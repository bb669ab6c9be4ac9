//! Best-effort event journal and the supervisor fault taxonomy.
//!
//! The journal is an external collaborator (persistent log, RTT console, or
//! a host-side buffer); its calls must never fail and never block for long.
//! Faults are folded into [`SupervisorFault`] so the loop boundary can journal
//! them and continue without propagating.

use core::fmt;

use crate::command::{FlagError, NetworkError};
use crate::modem::ModemError;

/// Best-effort event log. Implementations must not raise or block.
pub trait Journal {
    /// Records a free-form line attributed to `source`.
    fn record(&mut self, line: &str, source: &'static str);

    /// Records a fault caught at the loop boundary.
    fn record_fault(&mut self, fault: &SupervisorFault);
}

/// Journal that discards everything.
#[derive(Copy, Clone, Debug, Default)]
pub struct NullJournal;

impl NullJournal {
    #[must_use]
    pub const fn new() -> Self {
        Self
    }
}

impl Journal for NullJournal {
    fn record(&mut self, _: &str, _: &'static str) {}

    fn record_fault(&mut self, _: &SupervisorFault) {}
}

/// Recovery class a fault belongs to.
#[derive(Copy, Clone, Debug, Eq, PartialEq)]
pub enum FaultClass {
    /// Channel hiccups and malformed frames: journal and continue.
    Transient,
    /// Flag-record write failures: journal, never blocks the follow-up reset.
    Persistence,
    /// Everything else: journal and continue, the watchdog is the backstop.
    Fatal,
}

/// Faults surfaced by one supervisor iteration.
#[derive(Copy, Clone, Debug, Eq, PartialEq)]
pub enum SupervisorFault {
    Modem(ModemError),
    Flag(FlagError),
    Network(NetworkError),
    Unclassified,
}

impl SupervisorFault {
    #[must_use]
    pub const fn class(&self) -> FaultClass {
        match self {
            SupervisorFault::Modem(_) => FaultClass::Transient,
            SupervisorFault::Flag(_) => FaultClass::Persistence,
            SupervisorFault::Network(_) | SupervisorFault::Unclassified => FaultClass::Fatal,
        }
    }
}

impl fmt::Display for SupervisorFault {
    fn fmt(&self, f: &mut fmt::Formatter<'_>) -> fmt::Result {
        match self {
            SupervisorFault::Modem(err) => write!(f, "modem: {err}"),
            SupervisorFault::Flag(err) => write!(f, "flag store: {err}"),
            SupervisorFault::Network(err) => write!(f, "network: {err}"),
            SupervisorFault::Unclassified => f.write_str("unclassified fault"),
        }
    }
}

impl From<ModemError> for SupervisorFault {
    fn from(value: ModemError) -> Self {
        SupervisorFault::Modem(value)
    }
}

impl From<FlagError> for SupervisorFault {
    fn from(value: FlagError) -> Self {
        SupervisorFault::Flag(value)
    }
}

impl From<NetworkError> for SupervisorFault {
    fn from(value: NetworkError) -> Self {
        SupervisorFault::Network(value)
    }
}

#[cfg(test)]
mod tests {
    use super::*;

    #[test]
    fn fault_classes_match_taxonomy() {
        assert_eq!(
            SupervisorFault::Modem(ModemError::Timeout).class(),
            FaultClass::Transient
        );
        assert_eq!(
            SupervisorFault::Flag(FlagError::WriteFailed).class(),
            FaultClass::Persistence
        );
        assert_eq!(
            SupervisorFault::Network(NetworkError::HandlerFailure).class(),
            FaultClass::Fatal
        );
        assert_eq!(SupervisorFault::Unclassified.class(), FaultClass::Fatal);
    }

    #[test]
    fn fault_rendering_names_the_concern() {
        let mut buffer = heapless::String::<64>::new();
        core::fmt::write(
            &mut buffer,
            format_args!("{}", SupervisorFault::Modem(ModemError::Timeout)),
        )
        .unwrap();
        assert_eq!(buffer.as_str(), "modem: modem response timeout");
    }
}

☆ ☆ ☆ ☆ ☆

If the word "Persistence" appears in a line above, copy that line.

    Persistence,
            SupervisorFault::Flag(_) => FaultClass::Persistence,
            FaultClass::Persistence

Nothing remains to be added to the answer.